■ Exercise objective ■
Extract each line of the records below that contains the word "session".

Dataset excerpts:

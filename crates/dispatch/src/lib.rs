//! ResQ Dispatch - real-time coordination core for one rescue vehicle
//!
//! This crate reconciles three independently arriving signals into one view
//! of what the vehicle is doing right now:
//! - pushed offer events from the per-vehicle feed
//! - periodic server confirmation of the current assignment
//! - the local continuous position stream
//!
//! # Architecture
//!
//! Every producer (feed pump, timers, position watch, API call completions,
//! driver commands) posts into one ordered inbox. A single reducer task owns
//! all component state and handles one event at a time, so no component
//! state is ever shared behind a lock. Each state change is published as a
//! [`VehicleSnapshot`] on a watch channel.
//!
//! - [`offer::OfferChannel`]: active offer, expiry timer, countdown, alert de-dup
//! - [`respond::ResponseCoordinator`]: accept/decline with optimistic follow-up
//! - [`reconciler::AssignmentReconciler`]: optimistic vs confirmed assignment, polling, status advance
//! - [`location::LocationPublisher`]: position sampling, fallback re-sample, reporting
//! - [`route::RouteOverlay`]: route toward the active destination
//!
//! # Example
//!
//! ```no_run
//! use std::sync::Arc;
//! use resq_core::{Config, SystemClock};
//! use resq_dispatch::{CoreParts, LogAlertSink, StraightLineProvider, VehicleCore};
//! # async fn run(
//! #     session: Arc<dyn resq_dispatch::SessionProvider>,
//! #     api: Arc<dyn resq_dispatch::DispatchApi>,
//! #     feed: Arc<dyn resq_dispatch::OfferFeed>,
//! #     positions: Arc<dyn resq_dispatch::PositionSource>,
//! # ) -> resq_dispatch::Result<()> {
//! let core = VehicleCore::start(CoreParts {
//!     session,
//!     api,
//!     feed,
//!     positions,
//!     routes: Arc::new(StraightLineProvider),
//!     alerts: Arc::new(LogAlertSink),
//!     clock: Arc::new(SystemClock),
//!     config: Config::default_config(),
//! })?;
//!
//! let mut snapshots = core.subscribe();
//! while snapshots.changed().await.is_ok() {
//!     let snapshot = snapshots.borrow().clone();
//!     tracing::info!(state = ?snapshot.state, "vehicle state");
//! }
//! # Ok(())
//! # }
//! ```

#![warn(missing_docs)]

pub mod api;
pub mod error;
pub mod handle;
pub(crate) mod inbox;
pub mod location;
pub mod machine;
pub mod offer;
pub mod reconciler;
pub mod respond;
pub mod route;
pub mod runtime;
pub mod session;

#[cfg(any(test, feature = "testing"))]
pub mod testing;

pub use api::{Ack, ApiError, DispatchApi, LocationReport, OfferFeed, OfferStream, RespondCommand};
pub use error::{DispatchError, Result};
pub use handle::SubscriptionHandle;
pub use location::{PositionError, PositionSource, PositionStream};
pub use machine::{DriverAction, VehicleState};
pub use offer::{AlertSink, LogAlertSink, OfferView};
pub use reconciler::reconcile;
pub use respond::RespondOutcome;
pub use route::{RouteError, RoutePath, RouteProvider, RouteView, StraightLineProvider};
pub use runtime::{AssignmentCard, CoreParts, VehicleCore, VehicleSnapshot};
pub use session::{MemorySessionStore, SessionProvider, SessionStore, SqliteSessionStore};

■ Exercise answer ■
//! #     session: Arc<dyn resq_dispatch::SessionProvider>,
//!     session,
pub mod session;
pub use session::{MemorySessionStore, SessionProvider, SessionStore, SqliteSessionStore};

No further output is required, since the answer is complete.